Персей вытащил из ножен кривой меч.
— Нет. Ты прав.
Во тьме, кипящей молниями — той, что заменила фессалийцу дар прозрения — полыхнул ярчайший перун. Тьма выцвела застиранной тканью. На бледном, как сосновая доска, фоне обозначились контуры — царапины от ржавого ножа. Меламп вгляделся, морщась. В затылке колыхалась густая, жаркая боль. Контуры пришли в движение — Персей, да, конечно же, Персей. Силуэт размазан между статуями; высверк клинка, кривое жало выносит приговор — катится вниз голова рогатого малыша, голова юноши прыгает лягушкой по каменному полу, летит прочь голова бородача…
Тьма надвинулась, и видение пропало. Персей стоял четвертой статуей — мраморной. Ладонь его лежала на рукояти, но меч вернулся в ножны. Головы трех Дионисов смотрели на героя, покоясь на местах, отведенных им скульптором. Меламп вздохнул: почудилось. Этого еще не хватало — кощунство в храме, на глазах возлюбленных земляков.
— Когда бог становится богом, — брови Персея сошлись на переносице, — в этот день рождается его прошлое. Что бы ни было на самом деле, правда не имеет значения.
— Кто тебе это сказал?
— Жена.
Меламп вспомнил, как его били об алтарь, и промолчал.
— Так бог или нет? Еще или уже? В любом случае не все потеряно. Я ведь помню: когда бог умирает, его прошлое рождается снова.
— Это то, о чем я думаю? — фессалиец указал на меч Персея.
— Мне оставили серп Крона[87]. Как залог клятвы.
— Он и впрямь…
— Да. Ему все равно, что резать. Он так стар, что не делает различий между тобой и Аполлоном. Мне следовало бы помнить об этом. Один раз я поддался милосердию, согласившись на твое предложение. И проиграл. Второго раза не будет. Я пощадил тебя, Меламп. Трясись от страха до конца твоих дней! Если у меня заболит живот — ты первый на подозрении, отравитель. Я знаю, зачем сохранил тебе жизнь. Но и Косматый сохранил мне жизнь! Там, в горах — помнишь? — он погнал тебя спасать Персея, своего лютого врага. Выходит, Косматый тоже знает, зачем я нужен ему живым. Богу требуется герой? Ничего, разберемся…
Меламп встал с колен.
— Что произошло между тобой, — спросил он, — и Медузой? Там, на западе?
— Это известно всем.
— Что было по возвращении с запада?
— Это известно всем.
— А на самом деле?
— Это известно всем, — в третий раз повторил Персей.
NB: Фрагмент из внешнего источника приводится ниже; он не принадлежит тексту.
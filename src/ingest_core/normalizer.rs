//! Row normalization from raw CSV cells to typed telemetry samples
//!
//! Availability over accuracy: a malformed numeric cell becomes 0.0 (never an
//! error, never a null), and a file where no timestamp parses at all is given
//! a synthetic one-sample-per-second sequence starting at ingestion time so
//! the pipeline never aborts purely on timestamp format. Only rows whose
//! timestamp cannot be derived even via fallback are skipped, and those are
//! counted rather than aborting the batch.

use super::schema::{Channel, ColumnMapping};
use chrono::{DateTime, NaiveDateTime, TimeZone, Utc};
use csv::StringRecord;
use std::collections::BTreeMap;

/// Accepted timestamp formats, attempted in order. First success wins.
const TIMESTAMP_FORMATS: [&str; 2] = ["%Y-%m-%d %H:%M:%S%.f", "%Y-%m-%d %H:%M:%S"];

/// One timestamped observation, normalized and typed
///
/// Invariant: every numeric value is a finite number - parse failures,
/// missing cells, NaN and infinities have all been coerced to 0.0 by the
/// time a sample exists.
#[derive(Debug, Clone)]
pub struct TelemetrySample {
    pub timestamp: DateTime<Utc>,
    /// Originating file identifier; groups samples into a trip
    pub session_id: String,
    /// Resolved numeric channels only - unresolved channels are absent
    pub numeric: BTreeMap<Channel, f64>,
    pub mode: String,
    pub alert: String,
}

/// Result of normalizing one file's rows
#[derive(Debug)]
pub struct NormalizedBatch {
    pub samples: Vec<TelemetrySample>,
    pub rows_total: usize,
    pub rows_skipped: usize,
    /// True when no row had a parseable timestamp and the synthetic
    /// one-second-spaced sequence was substituted for the whole file
    pub synthetic_timestamps: bool,
}

/// Parse one textual timestamp against the accepted formats
pub fn parse_timestamp(raw: &str) -> Option<DateTime<Utc>> {
    let trimmed = raw.trim();
    for format in TIMESTAMP_FORMATS {
        if let Ok(naive) = NaiveDateTime::parse_from_str(trimmed, format) {
            return Some(Utc.from_utc_datetime(&naive));
        }
    }
    None
}

/// Coerce one cell to a finite float; anything unparsable becomes 0.0.
///
/// This makes a malformed cell indistinguishable from a genuinely-zero
/// reading - a deliberate precision tradeoff carried over from the source
/// data contract.
fn coerce_numeric(cell: Option<&str>) -> f64 {
    cell.and_then(|c| c.trim().parse::<f64>().ok())
        .filter(|v| v.is_finite())
        .unwrap_or(0.0)
}

/// Normalize one file's raw rows into telemetry samples.
///
/// `ingested_at` anchors the synthetic timestamp sequence when no row in the
/// file has a parseable time cell.
pub fn normalize_rows(
    rows: &[StringRecord],
    mapping: &ColumnMapping,
    session_id: &str,
    ingested_at: DateTime<Utc>,
) -> NormalizedBatch {
    let time_index = mapping.get(Channel::Time).map(|col| col.index);

    // First pass: parse every row, keeping the timestamp optional so the
    // whole-file synthetic fallback can be decided afterwards.
    let mut parsed: Vec<(Option<DateTime<Utc>>, TelemetrySample)> = Vec::with_capacity(rows.len());

    for row in rows {
        let timestamp = time_index
            .and_then(|idx| row.get(idx))
            .and_then(parse_timestamp);

        let mut numeric = BTreeMap::new();
        for (channel, col) in mapping.numeric_channels() {
            numeric.insert(channel, coerce_numeric(row.get(col.index)));
        }

        let text_cell = |channel: Channel| {
            mapping
                .get(channel)
                .and_then(|col| row.get(col.index))
                .unwrap_or("")
                .to_string()
        };

        parsed.push((
            timestamp,
            TelemetrySample {
                timestamp: ingested_at, // placeholder until assigned below
                session_id: session_id.to_string(),
                numeric,
                mode: text_cell(Channel::Mode),
                alert: text_cell(Channel::Alert),
            },
        ));
    }

    let rows_total = parsed.len();
    let any_parsed = parsed.iter().any(|(ts, _)| ts.is_some());

    let mut samples = Vec::with_capacity(rows_total);
    let mut rows_skipped = 0usize;
    let synthetic_timestamps = !any_parsed && rows_total > 0;

    if synthetic_timestamps {
        log::warn!(
            "⚠️  {}: no parseable timestamps, substituting synthetic 1s-spaced sequence",
            session_id
        );
        for (i, (_, mut sample)) in parsed.into_iter().enumerate() {
            sample.timestamp = ingested_at + chrono::Duration::seconds(i as i64);
            samples.push(sample);
        }
    } else {
        for (timestamp, mut sample) in parsed {
            match timestamp {
                Some(ts) => {
                    sample.timestamp = ts;
                    samples.push(sample);
                }
                None => rows_skipped += 1,
            }
        }
    }

    NormalizedBatch {
        samples,
        rows_total,
        rows_skipped,
        synthetic_timestamps,
    }
}
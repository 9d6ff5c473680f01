//! Trip-completion event fan-out
//!
//! Dispatches the finished trip summary to the notification webhook and the
//! analyzer service. Strictly best-effort: by the time an event is emitted
//! the batch is already committed, and no failure here may roll it back or
//! surface as an ingestion error - failures are logged and dropped.

use crate::ingest_core::aggregator::TripSummary;
use chrono::{DateTime, SecondsFormat, Utc};
use serde::{Deserialize, Serialize};
use std::time::Duration;

const WEBHOOK_TIMEOUT: Duration = Duration::from_secs(10);
const ANALYZER_TIMEOUT: Duration = Duration::from_secs(5);

/// Trips under this distance are flagged so downstream can skip them
/// without re-deriving the threshold
const SHORT_TRIP_KM: f64 = 0.5;

/// JSON trip-completion record sent to collaborators
#[derive(Debug, Clone, Serialize, Deserialize)]
pub struct TripEvent {
    pub filename: String,
    /// Ingestion completion time, ISO-8601
    pub timestamp: String,
    pub records_count: usize,
    pub distance_km: f64,
    pub duration_min: i64,
    pub battery_start: i64,
    pub battery_end: i64,
    pub battery_used: i64,
    pub max_speed: f64,
    pub avg_speed: f64,
    pub short_trip: bool,
}

impl TripEvent {
    pub fn from_summary(summary: &TripSummary, completed_at: DateTime<Utc>) -> Self {
        Self {
            filename: summary.filename.clone(),
            timestamp: completed_at.to_rfc3339_opts(SecondsFormat::Secs, true),
            records_count: summary.records_count,
            distance_km: summary.distance_km,
            duration_min: summary.duration_min,
            battery_start: summary.battery_start,
            battery_end: summary.battery_end,
            battery_used: summary.battery_used,
            max_speed: summary.max_speed,
            avg_speed: summary.avg_speed,
            short_trip: summary.distance_km < SHORT_TRIP_KM,
        }
    }
}

/// Fire-and-forget dispatcher for trip-completion events
pub struct EventEmitter {
    client: reqwest::Client,
    webhook_url: Option<String>,
    analyzer_url: Option<String>,
}

impl EventEmitter {
    pub fn new(webhook_url: Option<String>, analyzer_url: Option<String>) -> Self {
        // Client construction cannot fail with these options; timeouts are
        // applied per-request since the two endpoints get different bounds
        let client = reqwest::Client::new();
        Self {
            client,
            webhook_url,
            analyzer_url,
        }
    }

    /// Dispatch one event to every configured collaborator.
    ///
    /// Never returns an error - delivery problems are logged only.
    pub async fn emit(&self, event: &TripEvent) {
        if let Some(url) = &self.webhook_url {
            self.post(url, event, WEBHOOK_TIMEOUT, "webhook").await;
        } else {
            log::debug!("Webhook URL not configured, skipping notification");
        }

        if let Some(url) = &self.analyzer_url {
            self.post(url, event, ANALYZER_TIMEOUT, "analyzer").await;
        }
    }

    async fn post(&self, url: &str, event: &TripEvent, timeout: Duration, target: &str) {
        let result = self
            .client
            .post(url)
            .timeout(timeout)
            .json(event)
            .send()
            .await;

        match result {
            Ok(response) if response.status().is_success() => {
                log::info!("✅ Trip event for {} delivered to {}", event.filename, target);
            }
            Ok(response) => {
                log::warn!(
                    "⚠️  {} rejected trip event for {}: HTTP {}",
                    target,
                    event.filename,
                    response.status()
                );
            }
            Err(e) => {
                log::warn!("⚠️  Could not reach {}: {}", target, e);
            }
        }
    }
}

#[cfg(test)]
mod tests {
    use super::*;
    use chrono::TimeZone;

    fn summary() -> TripSummary {
        TripSummary {
            filename: "ride.csv".to_string(),
            distance_km: 12.5,
            duration_min: 45,
            battery_start: 87,
            battery_end: 34,
            battery_used: 53,
            max_speed: 28.0,
            avg_speed: 18.2,
            battery_per_km: 4.24,
            efficiency_score: 7.5,
            aggressiveness: 4.1,
            records_count: 1800,
        }
    }

    #[test]
    fn test_event_payload_shape() {
        let completed = Utc.with_ymd_and_hms(2025, 1, 27, 18, 30, 0).unwrap();
        let event = TripEvent::from_summary(&summary(), completed);

        let json = serde_json::to_value(&event).unwrap();
        assert_eq!(json["filename"], "ride.csv");
        assert_eq!(json["timestamp"], "2025-01-27T18:30:00Z");
        assert_eq!(json["records_count"], 1800);
        assert_eq!(json["distance_km"], 12.5);
        assert_eq!(json["duration_min"], 45);
        assert_eq!(json["battery_start"], 87);
        assert_eq!(json["battery_end"], 34);
        assert_eq!(json["battery_used"], 53);
        assert_eq!(json["max_speed"], 28.0);
        assert_eq!(json["avg_speed"], 18.2);
        assert_eq!(json["short_trip"], false);
    }

    #[test]
    fn test_short_trip_flag() {
        let mut short = summary();
        short.distance_km = 0.2;

        let event = TripEvent::from_summary(&short, Utc::now());
        assert!(event.short_trip);
    }

    #[tokio::test]
    async fn test_emit_with_nothing_configured_is_silent() {
        let emitter = EventEmitter::new(None, None);
        let event = TripEvent::from_summary(&summary(), Utc::now());

        // Must not panic or error with no collaborators configured
        emitter.emit(&event).await;
    }

    #[tokio::test]
    async fn test_emit_swallows_unreachable_endpoint() {
        let emitter = EventEmitter::new(Some("http://127.0.0.1:1/webhook".to_string()), None);
        let event = TripEvent::from_summary(&summary(), Utc::now());

        // Connection refused must be absorbed, not propagated
        emitter.emit(&event).await;
    }
}
//! Persistence layer - SQLite-backed time-series store

pub mod db;

pub use db::{init_schema, SqliteTelemetryWriter, StoreStats, TelemetryDbWriter};
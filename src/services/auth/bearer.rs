//! Bearer credential extraction from the `Authorization` header.
//!
//! Pure read of transport metadata; the token itself is returned verbatim and
//! not inspected here. All failures collapse into the same generic 401 so the
//! response never reveals which part of the credential was wrong.

use axum::http::{HeaderMap, header};

use crate::services::auth::AuthError;

/// Pull the bearer token out of the request headers.
///
/// Accepts exactly `Bearer <token>` (scheme case-insensitive, single space);
/// anything else is `unauthorized`.
pub fn extract(headers: &HeaderMap) -> Result<&str, AuthError> {
    let value = headers
        .get(header::AUTHORIZATION)
        .ok_or_else(AuthError::unauthorized)?;
    let value = value.to_str().map_err(|_| AuthError::unauthorized())?;

    let pieces: Vec<&str> = value.split(' ').collect();
    if pieces.len() != 2 {
        return Err(AuthError::unauthorized());
    }
    if !pieces[0].eq_ignore_ascii_case("bearer") {
        return Err(AuthError::unauthorized());
    }

    Ok(pieces[1])
}
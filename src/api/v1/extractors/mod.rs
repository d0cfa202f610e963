pub mod api_json;
pub mod auth_payload;

pub use api_json::ApiJson;
pub use auth_payload::AuthPayload;
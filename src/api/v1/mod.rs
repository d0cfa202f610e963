/*
 * Responsibility
 * - v1 public surface (re-export of routes() etc.)
 */
pub mod dto;
pub mod extractors;
pub mod handlers;
mod routes;

pub use routes::routes;
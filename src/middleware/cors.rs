//! CORS policy for browser clients.
//!
//! Note:
//! - CORS is enforced by browsers. Native mobile apps and server-to-server calls are not
//!   restricted by CORS.
//! - This middleware should be applied at the Router level (not inside handlers).
//!
//! Policy:
//! - Development: permissive (Allow-Origin: *), WITHOUT credentials.
//! - Production: allowlist origins from Config (comma-separated env var), WITHOUT credentials.

use axum::Router;
use axum::http::{HeaderValue, Method, header};
use tower_http::cors::{AllowOrigin, Any, CorsLayer};

use crate::config::Config;

/// Apply CORS policy to the given Router.
///
/// IMPORTANT:
/// - Do not combine wildcard origin (`Any`) with `allow_credentials(true)`.
pub fn apply(router: Router, config: &Config) -> Router {
    let cors = if config.app_env.is_production() {
        // Production: allow only configured origins (exact match).
        // An empty allowlist intentionally allows none, which is safer than
        // accidentally allowing all.
        let allowed: Vec<HeaderValue> = config
            .cors_allowed_origins
            .iter()
            .filter_map(|s| HeaderValue::from_str(s).ok())
            .collect();

        let allow_origin = AllowOrigin::predicate(move |origin: &HeaderValue, _req| {
            allowed.iter().any(|v| v == origin)
        });

        CorsLayer::new().allow_origin(allow_origin)
    } else {
        // Development: permissive (no credentials)
        CorsLayer::new().allow_origin(Any)
    }
    .allow_methods([
        Method::GET,
        Method::POST,
        Method::PATCH,
        Method::DELETE,
        Method::OPTIONS,
    ])
    .allow_headers([header::AUTHORIZATION, header::CONTENT_TYPE, header::ACCEPT])
    .max_age(std::time::Duration::from_secs(60 * 10));

    router.layer(cors)
}
pub mod bearer;
pub mod error;
pub mod factory;
pub mod jwks;
pub mod permissions;
pub mod verify;

pub use error::AuthError;
pub use factory::build_auth_service;
pub use verify::{AuthService, Claims};

#[cfg(test)]
pub(crate) mod fixtures;
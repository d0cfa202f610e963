//! Token verification against the authority's published keys.
//!
//! `AuthService` is the orchestrating half of the authorization core: it takes
//! the raw compact token, resolves the signing key by `kid` through a
//! [`KeySource`], and verifies signature + standard claims in one
//! `jsonwebtoken::decode` call. Apart from the key fetch it is a pure function
//! of its inputs and wall-clock time (expiry check), so repeated verification
//! of the same token yields identical claims.

use std::sync::Arc;

use jsonwebtoken::{Algorithm, DecodingKey, Validation, decode, decode_header, errors::ErrorKind};
use serde::Deserialize;

use crate::services::auth::AuthError;
use crate::services::auth::jwks::KeySource;

/// Decoded claims payload. Produced only after successful verification;
/// scoped to one request.
///
/// NOTE: `aud` in a JWT can be either a string or an array; it is kept as a
/// raw value and validated by `jsonwebtoken` against the configured audience.
#[derive(Debug, Clone, PartialEq, Deserialize)]
pub struct Claims {
    pub iss: String,
    #[serde(default)]
    pub aud: serde_json::Value,
    #[serde(default)]
    pub sub: Option<String>,
    pub exp: u64,
    #[serde(default)]
    pub iat: Option<u64>,
    /// Fine-grained permission strings granted by the authority. Absent when
    /// the authority's RBAC settings don't attach permissions to the token.
    #[serde(default)]
    pub permissions: Option<Vec<String>>,
}

/// RS256-family access-token verifier backed by a remote key set.
#[derive(Clone)]
pub struct AuthService {
    key_source: Arc<dyn KeySource>,
    validation: Validation,
}

impl std::fmt::Debug for AuthService {
    fn fmt(&self, f: &mut std::fmt::Formatter<'_>) -> std::fmt::Result {
        f.debug_struct("AuthService")
            .field("validation", &self.validation)
            .finish()
    }
}

impl AuthService {
    pub fn new(
        key_source: Arc<dyn KeySource>,
        algorithms: Vec<Algorithm>,
        audience: &str,
        issuer: &str,
        leeway_seconds: u64,
    ) -> Result<Self, &'static str> {
        let Some(&first) = algorithms.first() else {
            return Err("algorithm allow-list must not be empty");
        };

        let mut validation = Validation::new(first);
        validation.algorithms = algorithms;
        validation.set_audience(&[audience]);
        validation.set_issuer(&[issuer]);
        validation.leeway = leeway_seconds;

        Ok(Self {
            key_source,
            validation,
        })
    }

    /// Verify and decode a compact token.
    ///
    /// Failure taxonomy:
    /// - no `kid` in the unverified header → `invalid_header` (401)
    /// - no matching key in the fetched set → `invalid_header` (403)
    /// - expired signature                 → `token_expired` (401)
    /// - audience/issuer mismatch          → `invalid_claims` (403)
    /// - anything else (malformed token, bad signature, disallowed
    ///   algorithm, unusable key)          → `invalid_header` (403)
    pub async fn verify(&self, token: &str) -> Result<Claims, AuthError> {
        let header = decode_header(token).map_err(|_| AuthError::unparseable())?;
        let kid = header.kid.ok_or_else(AuthError::malformed_header)?;

        let jwks = self.key_source.fetch().await.map_err(|e| {
            tracing::error!(error = %e, "failed to fetch signing key set");
            AuthError::keys_unavailable()
        })?;

        let jwk = jwks.find(&kid).ok_or_else(AuthError::unknown_key)?;
        let key = jwk.signing_key().ok_or_else(AuthError::unparseable)?;

        let decoding_key = DecodingKey::from_rsa_components(&key.n, &key.e)
            .map_err(|_| AuthError::unparseable())?;

        let data = decode::<Claims>(token, &decoding_key, &self.validation).map_err(|e| {
            match e.kind() {
                ErrorKind::ExpiredSignature => AuthError::token_expired(),
                ErrorKind::InvalidAudience | ErrorKind::InvalidIssuer => {
                    AuthError::invalid_claims()
                }
                _ => AuthError::unparseable(),
            }
        })?;

        Ok(data.claims)
    }
}

#[cfg(test)]
mod tests {
    use super::*;
    use crate::services::auth::fixtures::{
        AUDIENCE, FailingKeys, ISSUER, K1_KID, K1_PEM, K2_PEM, claims_json, service, sign,
    };
    use axum::http::StatusCode;
    use serde_json::json;

    #[tokio::test]
    async fn valid_token_decodes() {
        let token = sign(Some(K1_KID), Algorithm::RS256, K1_PEM, &claims_json(3600));
        let claims = service().verify(&token).await.unwrap();

        assert_eq!(claims.iss, ISSUER);
        assert_eq!(claims.sub.as_deref(), Some("auth0|barista"));
        assert_eq!(
            claims.permissions.as_deref(),
            Some(&["get:drinks-detail".to_string()][..])
        );
    }

    #[tokio::test]
    async fn verification_is_idempotent() {
        let token = sign(Some(K1_KID), Algorithm::RS256, K1_PEM, &claims_json(3600));
        let svc = service();

        let first = svc.verify(&token).await.unwrap();
        let second = svc.verify(&token).await.unwrap();
        assert_eq!(first, second);
    }

    #[tokio::test]
    async fn expired_token_is_token_expired() {
        let token = sign(Some(K1_KID), Algorithm::RS256, K1_PEM, &claims_json(-3600));
        let err = service().verify(&token).await.unwrap_err();

        assert_eq!(err.code, "token_expired");
        assert_eq!(err.status, StatusCode::UNAUTHORIZED);
    }

    #[tokio::test]
    async fn wrong_audience_is_invalid_claims() {
        let mut claims = claims_json(3600);
        claims["aud"] = json!("https://some-other-api/");
        let token = sign(Some(K1_KID), Algorithm::RS256, K1_PEM, &claims);
        let err = service().verify(&token).await.unwrap_err();

        assert_eq!(err.code, "invalid_claims");
        assert_eq!(err.status, StatusCode::FORBIDDEN);
    }

    #[tokio::test]
    async fn wrong_issuer_is_invalid_claims() {
        let mut claims = claims_json(3600);
        claims["iss"] = json!("https://rogue.example/");
        let token = sign(Some(K1_KID), Algorithm::RS256, K1_PEM, &claims);
        let err = service().verify(&token).await.unwrap_err();

        assert_eq!(err, AuthError::invalid_claims());
    }

    #[tokio::test]
    async fn missing_kid_is_invalid_header_401() {
        let token = sign(None, Algorithm::RS256, K1_PEM, &claims_json(3600));
        let err = service().verify(&token).await.unwrap_err();

        assert_eq!(err.code, "invalid_header");
        assert_eq!(err.status, StatusCode::UNAUTHORIZED);
        assert_eq!(err.description, "Authorization malformed.");
    }

    #[tokio::test]
    async fn unknown_kid_is_invalid_header_403() {
        let token = sign(Some("who-dis"), Algorithm::RS256, K1_PEM, &claims_json(3600));
        let err = service().verify(&token).await.unwrap_err();

        assert_eq!(err.code, "invalid_header");
        assert_eq!(err.status, StatusCode::FORBIDDEN);
        assert_eq!(err.description, "Unable to find the appropriate key.");
    }

    #[tokio::test]
    async fn signature_from_other_key_is_rejected() {
        // kid resolves to K1, but the signature was produced with K2.
        let token = sign(Some(K1_KID), Algorithm::RS256, K2_PEM, &claims_json(3600));
        let err = service().verify(&token).await.unwrap_err();

        assert_eq!(err, AuthError::unparseable());
    }

    #[tokio::test]
    async fn disallowed_algorithm_is_rejected() {
        // Service only allows RS256.
        let token = sign(Some(K1_KID), Algorithm::RS384, K1_PEM, &claims_json(3600));
        let err = service().verify(&token).await.unwrap_err();

        assert_eq!(err, AuthError::unparseable());
    }

    #[tokio::test]
    async fn garbage_token_is_invalid_header() {
        let err = service().verify("not-a-jwt").await.unwrap_err();
        assert_eq!(err, AuthError::unparseable());
    }

    #[tokio::test]
    async fn key_set_fetch_failure_is_internal() {
        let svc = AuthService::new(
            Arc::new(FailingKeys),
            vec![Algorithm::RS256],
            AUDIENCE,
            ISSUER,
            0,
        )
        .unwrap();

        let token = sign(Some(K1_KID), Algorithm::RS256, K1_PEM, &claims_json(3600));
        let err = svc.verify(&token).await.unwrap_err();
        assert_eq!(err.status, StatusCode::INTERNAL_SERVER_ERROR);
    }

    #[test]
    fn empty_allow_list_is_a_construction_error() {
        let result = AuthService::new(Arc::new(FailingKeys), Vec::new(), AUDIENCE, ISSUER, 0);
        assert!(result.is_err());
    }
}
— Значит, об этом не знает никто. И ты еще хочешь понять Диониса? Узнать, какое оружие он принес с востока? Какими путями идет к цели? Ведь это известно всем, а значит, этого не знает никто…
Змейка-улыбка путалась в кудрявой бороде Мелампа. Последнее, что осталось от змеиной природы фессалийца.
7
— Ногу! Ногу хватай!
Не в силах усидеть на месте, Амфитрион вскочил со скамьи. Он весь дрожал от возбуждения. Внизу, на арене, сбывалась мечта — там сошлись два борца. Один, жилистый, с рыжей гривой волос, походил на льва. Другой, приземистый крепыш, — на медведя. Мускулистое тело «льва» блестело на солнце полированной бронзой. Масла на него не пожалели. «Медведя» тоже умастили перед схваткой. Но из-за курчавой поросли, которой борец был покрыт с ног до головы — точь-в-точь учитель Деметрий! — он не блестел.
Амфитрион желал победы медведю. Леохар, прыгающий рядом — льву.
— Ногу!
Презрев мудрый совет, медведь сгреб соперника в охапку. Сдавил могучими лапами, с утробным рыком рванул на себя и вверх. Лицо борца сделалось сизым от напряжения. Он громко пустил ветры, но никто не засмеялся — все ждали броска. Лев утратил опору, ноги его оторвались от земли…
— О-о! — взвыли трибуны.
Лапы медведя поехали на скользком от масла теле. Зато лев вцепился в противника — не отодрать! В итоге упали оба. Повозились, выясняя, чья ломит, вскочили — и закружили по арене, примериваясь, как лучше взять очередной захват.
Леохар выдохнул с облегчением.
— Я ж говорил, — буркнул Амфитрион. — Надо было ногу хватать.
— Это запрещено.
— Кем? Тобой?!
— Ну, хотят запретить. Чтоб за ноги вообще не хватали…
— Пускай сначала запретят. А пока можно — хватай да вали!
«Хорошо, что дедушка не убил ванакта, — в сотый раз порадовался мальчик. — От покойника что за польза? Один траур. И никаких тебе состязаний. Хотя… Могли б на тризне устроить. В честь умершего. Нет, вряд ли. Откуда честь, если тебя Персей прикончил? За предательство? Ехали б мы сейчас в Тиринф, злые как собаки…»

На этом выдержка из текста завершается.